The Essential Oil burner was probably the precursor to the Utopia range, as it is based on the medicinal attributes of heating essential oils. For example, smelling lavender after drinking a double shot large flat white re-establishes your natural resonant level – which would otherwise take 24 hours. This calms your vibrations; removing the sometimes slightly anxious state that coffee can leave you with. We love burning essential oils, and designing an oil burner that we could relate to has been a rewarding experience. The Giant Oil Burner is a limited edition piece made from reconditioned science clamps with brass detailing, a cedar base, and a huge glass flask. It is the first object we will be releasing via the utopia criteria. It is hand-crafted in Australia.

Do either of you have a special connection to any of the pieces that you’ve created, whether they be ones that never made it to production, or pieces that are part of the collections?
Page Thirty Three is our lives, so we are both really connected to all of the pieces. If something is unsuccessful we really take it personally. It sounds funny but it really is true. When you fail at something creatively it really is crushing. But the flipside of that is what makes it all worthwhile. When an object is successful, and you are really proud of the finished product it is fantastic.

You’ve spoken about your desire to move on to creating bigger objects and possibly spaces, and you’ve also mentioned that you’ve done some work in creative direction, styling and holistic branding; what role do you see these avenues playing in the future of Page Thirty Three?

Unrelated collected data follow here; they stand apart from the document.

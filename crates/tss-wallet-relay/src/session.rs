//! Signing session lifecycle.
//!
//! A [`SigningSession`] ties together the pieces one keysign needs: the
//! mediator transport, the session's message codec and the background
//! poller. It owns the poller handle, so dropping the session cancels
//! polling.

use crate::poller::{MessageRelayPoller, PollerConfig, SigningEngine};
use crate::transport::{HttpRelayTransport, RelayTransport, RelayTransportConfig};
use crate::{MessageCrypto, RelayError, Result};
use std::sync::Arc;
use tracing::info;
use tss_wallet_core::compiler::CompilerRegistry;
use tss_wallet_core::{SignatureShares, SigningPayload};

/// Everything needed to join a relay session
#[derive(Debug, Clone)]
pub struct SigningSessionConfig {
    pub session_id: String,
    pub local_party_id: String,
    pub mediator_url: String,
    /// Hex-encoded shared session key
    pub encryption_key_hex: String,
    /// Keysign message id, when the coordinator assigned one
    pub message_id: Option<String>,
}

impl SigningSessionConfig {
    pub fn new(
        session_id: impl Into<String>,
        local_party_id: impl Into<String>,
        mediator_url: impl Into<String>,
        encryption_key_hex: impl Into<String>,
    ) -> Self {
        Self {
            session_id: session_id.into(),
            local_party_id: local_party_id.into(),
            mediator_url: mediator_url.into(),
            encryption_key_hex: encryption_key_hex.into(),
            message_id: None,
        }
    }

    pub fn with_message_id(mut self, message_id: impl Into<String>) -> Self {
        self.message_id = Some(message_id.into());
        self
    }
}

/// One device's view of a signing session
pub struct SigningSession {
    config: SigningSessionConfig,
    crypto: MessageCrypto,
    registry: CompilerRegistry,
    poller: Option<MessageRelayPoller>,
}

impl SigningSession {
    /// Validate the session key and set up an idle session
    pub fn new(config: SigningSessionConfig) -> Result<Self> {
        let crypto = MessageCrypto::from_hex_key(&config.encryption_key_hex)?;
        Ok(Self {
            config,
            crypto,
            registry: CompilerRegistry::standard(),
            poller: None,
        })
    }

    /// Encrypt an outbound message body for peers in this session
    pub fn seal(&self, plaintext: &[u8]) -> Result<Vec<u8>> {
        self.crypto.encrypt(plaintext)
    }

    /// Start polling the mediator, feeding inbound messages to `engine`
    pub fn start(&mut self, engine: Arc<dyn SigningEngine>) -> Result<()> {
        let transport =
            HttpRelayTransport::new(RelayTransportConfig::new(self.config.mediator_url.clone()))?;
        self.start_with_transport(Arc::new(transport), engine)
    }

    /// Start polling over a caller-supplied transport.
    ///
    /// Calling on a running session restarts it: the existing poller is
    /// cancelled and replaced.
    pub fn start_with_transport(
        &mut self,
        transport: Arc<dyn RelayTransport>,
        engine: Arc<dyn SigningEngine>,
    ) -> Result<()> {
        if let Some(existing) = self.poller.take() {
            info!(session_id = %self.config.session_id, "restarting signing session");
            existing.stop();
        }
        let mut poller_config =
            PollerConfig::new(&self.config.session_id, &self.config.local_party_id);
        if let Some(id) = &self.config.message_id {
            poller_config = poller_config.with_message_id(id);
        }
        info!(session_id = %self.config.session_id, "starting signing session");
        self.poller = Some(MessageRelayPoller::start(
            poller_config,
            transport,
            self.crypto.clone(),
            engine,
        ));
        Ok(())
    }

    /// Request cancellation of the poll loop. Safe to call at any time.
    pub fn stop(&self) {
        if let Some(poller) = &self.poller {
            poller.stop();
        }
    }

    /// Wait until the engine reports completion. Returns `false` if the
    /// poller exits first or the session was never started. The caller
    /// decides when to [`stop`](Self::stop); completion alone does not end
    /// polling.
    pub async fn engine_complete(&self) -> bool {
        match &self.poller {
            Some(poller) => poller.engine_complete().await,
            None => false,
        }
    }

    /// Wait for the poll loop to finish and surface its outcome
    pub async fn wait(&mut self) -> Result<()> {
        match self.poller.take() {
            Some(poller) => poller.join().await,
            None => Err(RelayError::InvalidSessionState(
                "session not started".to_string(),
            )),
        }
    }

    /// Compile a signed transaction once the engine has produced shares
    pub fn compile_transaction(
        &self,
        payload: &SigningPayload,
        shares: &SignatureShares,
        public_key: &[u8],
    ) -> Result<String> {
        Ok(self.registry.compile(payload, shares, public_key)?)
    }
}

#[cfg(test)]
mod tests {
    use super::*;

    const KEY_HEX: &str = "00112233445566778899aabbccddeeff00112233445566778899aabbccddeeff";

    #[test]
    fn test_bad_session_key_rejected() {
        let config = SigningSessionConfig::new("s", "p", "http://localhost", "not-hex");
        assert!(matches!(
            SigningSession::new(config),
            Err(RelayError::Decryption(_))
        ));
    }

    #[test]
    fn test_stop_before_start_is_harmless() {
        let config = SigningSessionConfig::new("s", "p", "http://localhost", KEY_HEX);
        let session = SigningSession::new(config).unwrap();
        session.stop();
        session.stop();
    }

    #[tokio::test]
    async fn test_wait_before_start_errors() {
        let config = SigningSessionConfig::new("s", "p", "http://localhost", KEY_HEX);
        let mut session = SigningSession::new(config).unwrap();
        assert!(matches!(
            session.wait().await,
            Err(RelayError::InvalidSessionState(_))
        ));
    }
}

We are launching a creative agency next month that encompasses creative direction as a broad parameter. With a strong art and graphic design background, as well as our love for interiors and object design, we enjoy being involved in creative projects that involve all these areas. Recently we’ve been working on everything from music film clips, to label branding packs, to limited edition product design for established companies. We see this as a major part of the future of Page Thirty Three, as much as we love working together, it is really inspiring to connect with other minds and spaces.